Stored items

════════════════════

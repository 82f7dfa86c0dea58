//! Atomic filesystem writes for corral.
//!
//! Every protected state file is replaced, never edited in place:
//! 1. Write content to a uniquely named temporary file in the same directory
//! 2. Optionally sync the file to disk (fsync)
//! 3. Rename the temporary file over the target
//!
//! Readers that open the target at any moment see either the complete old
//! content or the complete new content.
//!
//! # Temporary Names
//!
//! Temporary files are named `.{filename}.{pid}.{counter}.tmp` and created with
//! `create_new`. A fixed name would collide between concurrent writers of the
//! same target, in this process or another one.
//!
//! # Cross-Platform Behavior
//!
//! - **POSIX**: `rename()` is atomic when source and destination share a
//!   filesystem, which is guaranteed because the temp file is a sibling.
//! - **Windows**: `std::fs::rename` replaces an existing destination.

use crate::error::{CorralError, Result};
use serde::Serialize;
use std::ffi::OsString;
use std::fs::{self, File, OpenOptions};
use std::io::{self, Write};
use std::path::{Path, PathBuf};
use std::sync::atomic::{AtomicU64, Ordering};

static TEMP_COUNTER: AtomicU64 = AtomicU64::new(0);

/// How many unique names to try before giving up on creating a temp file.
const MAX_TEMP_ATTEMPTS: u32 = 16;

/// Options controlling durability of atomic writes.
#[derive(Debug, Clone, Copy, PartialEq, Eq)]
pub struct WriteOptions {
    /// Sync the temp file before rename and the directory after it.
    pub durable: bool,
}

impl Default for WriteOptions {
    fn default() -> Self {
        Self { durable: true }
    }
}

/// Atomically write bytes to a file with default (durable) options.
///
/// ```no_run
/// use corral::fs::atomic_write;
/// use std::path::Path;
///
/// atomic_write(Path::new("registry.json"), b"{}\n")?;
/// # Ok::<(), corral::error::CorralError>(())
/// ```
pub fn atomic_write<P: AsRef<Path>>(path: P, content: &[u8]) -> Result<()> {
    atomic_write_with(path, content, WriteOptions::default())
}

/// Atomically write a string to a file.
pub fn atomic_write_file<P: AsRef<Path>>(path: P, content: &str) -> Result<()> {
    atomic_write(path, content.as_bytes())
}

/// Serialize `value` as pretty JSON and write it atomically.
pub fn atomic_write_json<P: AsRef<Path>, T: Serialize>(
    path: P,
    value: &T,
    options: WriteOptions,
) -> Result<()> {
    let mut bytes = serde_json::to_vec_pretty(value)
        .map_err(|e| CorralError::Serialization(e.to_string()))?;
    bytes.push(b'\n');
    atomic_write_with(path, &bytes, options)
}

/// Atomically write bytes to a file.
pub fn atomic_write_with<P: AsRef<Path>>(
    path: P,
    content: &[u8],
    options: WriteOptions,
) -> Result<()> {
    let path = path.as_ref();

    if let Some(parent) = path.parent()
        && !parent.as_os_str().is_empty()
        && !parent.exists()
    {
        fs::create_dir_all(parent)
            .map_err(|e| CorralError::io_at("create parent directory", parent, e))?;
    }

    let (file, temp) = create_temp_file(path)?;
    write_and_sync(file, &temp, content, options.durable)?;
    atomic_replace(temp, path, options.durable)
}

/// Removes the temporary file on drop unless it was renamed into place.
struct TempPath {
    path: PathBuf,
    persisted: bool,
}

impl TempPath {
    fn path(&self) -> &Path {
        &self.path
    }
}

impl Drop for TempPath {
    fn drop(&mut self) {
        if !self.persisted
            && let Err(e) = fs::remove_file(&self.path)
            && e.kind() != io::ErrorKind::NotFound
        {
            tracing::warn!(path = %self.path.display(), error = %e, "failed to remove temp file");
        }
    }
}

/// Build the `n`th candidate temp path for `target`.
fn temp_path_for(target: &Path, counter: u64) -> Result<PathBuf> {
    let filename = target.file_name().ok_or_else(|| {
        CorralError::UserError(format!("invalid file path '{}'", target.display()))
    })?;

    let mut temp_name = OsString::from(".");
    temp_name.push(filename);
    temp_name.push(format!(".{}.{}.tmp", std::process::id(), counter));
    Ok(match target.parent() {
        Some(parent) => parent.join(temp_name),
        None => PathBuf::from(temp_name),
    })
}

fn create_temp_file(target: &Path) -> Result<(File, TempPath)> {
    let mut last_err = None;
    for _ in 0..MAX_TEMP_ATTEMPTS {
        let candidate = temp_path_for(target, TEMP_COUNTER.fetch_add(1, Ordering::Relaxed))?;
        match OpenOptions::new()
            .write(true)
            .create_new(true)
            .open(&candidate)
        {
            Ok(file) => {
                return Ok((
                    file,
                    TempPath {
                        path: candidate,
                        persisted: false,
                    },
                ));
            }
            // Left over from a crashed process that had our PID.
            Err(e) if e.kind() == io::ErrorKind::AlreadyExists => last_err = Some(e),
            Err(e) => return Err(CorralError::io_at("create temporary file", &candidate, e)),
        }
    }
    Err(CorralError::io_at(
        "create temporary file for",
        target,
        last_err.unwrap_or_else(|| io::Error::other("no unique temp name available")),
    ))
}

fn write_and_sync(mut file: File, temp: &TempPath, content: &[u8], durable: bool) -> Result<()> {
    file.write_all(content)
        .map_err(|e| CorralError::io_at("write temporary file", temp.path(), e))?;
    if durable {
        file.sync_all()
            .map_err(|e| CorralError::io_at("sync temporary file", temp.path(), e))?;
    }
    Ok(())
}

fn atomic_replace(mut temp: TempPath, target: &Path, durable: bool) -> Result<()> {
    fs::rename(temp.path(), target).map_err(|e| {
        CorralError::io(
            format!(
                "failed to rename '{}' over '{}'",
                temp.path().display(),
                target.display()
            ),
            e,
        )
    })?;
    temp.persisted = true;

    if durable {
        sync_parent_dir(target);
    }
    Ok(())
}

/// Persist the directory entry after a rename. Best-effort.
#[cfg(unix)]
fn sync_parent_dir(target: &Path) {
    let parent = match target.parent() {
        Some(p) if !p.as_os_str().is_empty() => p,
        _ => Path::new("."),
    };
    if let Ok(dir) = File::open(parent) {
        let _ = dir.sync_all();
    }
}

#[cfg(not(unix))]
fn sync_parent_dir(_target: &Path) {}

#[cfg(test)]
mod tests {
    use super::*;
    use std::sync::Arc;
    use std::sync::atomic::AtomicBool;
    use tempfile::TempDir;

    fn leftover_temp_files(dir: &Path) -> Vec<String> {
        fs::read_dir(dir)
            .unwrap()
            .filter_map(|e| e.ok())
            .map(|e| e.file_name().to_string_lossy().to_string())
            .filter(|n| n.ends_with(".tmp"))
            .collect()
    }

    #[test]
    fn test_atomic_write_new_file() {
        let temp_dir = TempDir::new().unwrap();
        let file_path = temp_dir.path().join("test.txt");

        atomic_write(&file_path, b"hello world").unwrap();

        assert_eq!(fs::read_to_string(&file_path).unwrap(), "hello world");
    }

    #[test]
    fn test_atomic_write_replace_existing() {
        let temp_dir = TempDir::new().unwrap();
        let file_path = temp_dir.path().join("test.txt");
        fs::write(&file_path, "original content").unwrap();

        atomic_write_file(&file_path, "new content").unwrap();

        assert_eq!(fs::read_to_string(&file_path).unwrap(), "new content");
        assert!(leftover_temp_files(temp_dir.path()).is_empty());
    }

    #[test]
    fn test_atomic_write_creates_parent_dirs() {
        let temp_dir = TempDir::new().unwrap();
        let file_path = temp_dir.path().join("nested").join("dirs").join("test.txt");

        atomic_write(&file_path, b"nested content").unwrap();

        assert_eq!(fs::read_to_string(&file_path).unwrap(), "nested content");
    }

    #[test]
    fn test_atomic_write_json_pretty_with_newline() {
        let temp_dir = TempDir::new().unwrap();
        let file_path = temp_dir.path().join("state.json");

        atomic_write_json(
            &file_path,
            &serde_json::json!({"a": 1}),
            WriteOptions { durable: false },
        )
        .unwrap();

        let content = fs::read_to_string(&file_path).unwrap();
        assert!(content.ends_with('\n'));
        let parsed: serde_json::Value = serde_json::from_str(&content).unwrap();
        assert_eq!(parsed["a"], 1);
    }

    #[test]
    fn test_temp_paths_are_unique_per_call() {
        let target = Path::new("/some/path/file.txt");
        let a = temp_path_for(target, 1).unwrap();
        let b = temp_path_for(target, 2).unwrap();

        assert_ne!(a, b);
        assert_eq!(a.parent().unwrap(), Path::new("/some/path"));
        let name = a.file_name().unwrap().to_str().unwrap();
        assert!(name.starts_with(".file.txt."));
        assert!(name.contains(&std::process::id().to_string()));
        assert!(name.ends_with(".tmp"));
    }

    #[cfg(unix)]
    #[test]
    fn test_atomic_write_non_utf8_file_name() {
        use std::ffi::OsStr;
        use std::os::unix::ffi::OsStrExt;

        let temp_dir = TempDir::new().unwrap();
        let file_path = temp_dir
            .path()
            .join(OsStr::from_bytes(b"reg\xff.json"));

        atomic_write(&file_path, b"{}").unwrap();
        atomic_write(&file_path, b"{\"a\": 1}").unwrap();

        assert_eq!(fs::read(&file_path).unwrap(), b"{\"a\": 1}");
        assert!(leftover_temp_files(temp_dir.path()).is_empty());
    }

    #[test]
    fn test_path_without_file_name_is_rejected() {
        assert!(matches!(
            atomic_write("/", b"x"),
            Err(CorralError::UserError(_))
        ));
    }

    #[test]
    fn test_stale_temp_name_is_skipped() {
        let temp_dir = TempDir::new().unwrap();
        let file_path = temp_dir.path().join("test.txt");
        let next = TEMP_COUNTER.load(Ordering::Relaxed);
        // Occupy the next few candidate names, as a crashed writer would.
        for n in next..next + 4 {
            fs::write(temp_path_for(&file_path, n).unwrap(), "junk").unwrap();
        }

        atomic_write(&file_path, b"fresh").unwrap();

        assert_eq!(fs::read_to_string(&file_path).unwrap(), "fresh");
    }

    #[test]
    fn test_failed_rename_leaves_target_and_cleans_temp() {
        let temp_dir = TempDir::new().unwrap();
        // A directory at the target path makes the rename fail.
        let target = temp_dir.path().join("occupied");
        fs::create_dir(&target).unwrap();
        fs::write(target.join("keep"), "x").unwrap();

        let err = atomic_write(&target, b"content").unwrap_err();

        assert!(matches!(err, CorralError::Io { .. }));
        assert!(err.to_string().contains("occupied"));
        assert!(target.join("keep").exists());
        assert!(leftover_temp_files(temp_dir.path()).is_empty());
    }

    #[test]
    fn test_atomic_write_empty_and_binary_content() {
        let temp_dir = TempDir::new().unwrap();
        let empty = temp_dir.path().join("empty.bin");
        let binary = temp_dir.path().join("binary.bin");
        let bytes: Vec<u8> = (0..=255).collect();

        atomic_write(&empty, b"").unwrap();
        atomic_write(&binary, &bytes).unwrap();

        assert!(fs::read(&empty).unwrap().is_empty());
        assert_eq!(fs::read(&binary).unwrap(), bytes);
    }

    #[test]
    fn test_concurrent_writers_same_target_all_succeed() {
        let temp_dir = TempDir::new().unwrap();
        let path = Arc::new(temp_dir.path().join("shared.txt"));

        let handles: Vec<_> = (0..16)
            .map(|i| {
                let path = Arc::clone(&path);
                std::thread::spawn(move || {
                    let content = format!("writer {}", i);
                    atomic_write_with(&*path, content.as_bytes(), WriteOptions { durable: false })
                })
            })
            .collect();

        for handle in handles {
            handle.join().unwrap().unwrap();
        }
        let content = fs::read_to_string(&*path).unwrap();
        assert!(content.starts_with("writer "));
        assert!(leftover_temp_files(temp_dir.path()).is_empty());
    }

    #[test]
    fn test_reader_never_sees_partial_content() {
        let temp_dir = TempDir::new().unwrap();
        let path = temp_dir.path().join("large.txt");
        let old = vec![b'a'; 1024 * 1024];
        let new = vec![b'b'; 2 * 1024 * 1024];
        atomic_write(&path, &old).unwrap();

        let done = Arc::new(AtomicBool::new(false));
        let reader = {
            let path = path.clone();
            let done = Arc::clone(&done);
            let (old, new) = (old.clone(), new.clone());
            std::thread::spawn(move || {
                let mut reads = 0u32;
                while !done.load(Ordering::Acquire) || reads == 0 {
                    let seen = fs::read(&path).unwrap();
                    assert!(seen == old || seen == new, "observed {} bytes", seen.len());
                    reads += 1;
                }
            })
        };

        for i in 0..10 {
            let content = if i % 2 == 0 { &new } else { &old };
            atomic_write_with(&path, content, WriteOptions { durable: false }).unwrap();
        }
        done.store(true, Ordering::Release);
        reader.join().unwrap();
    }
}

════════════════════

» Your task
Take each line above that holds the string "collect" and copy it.

» Response area
            .collect()
        let bytes: Vec<u8> = (0..=255).collect();
            .collect();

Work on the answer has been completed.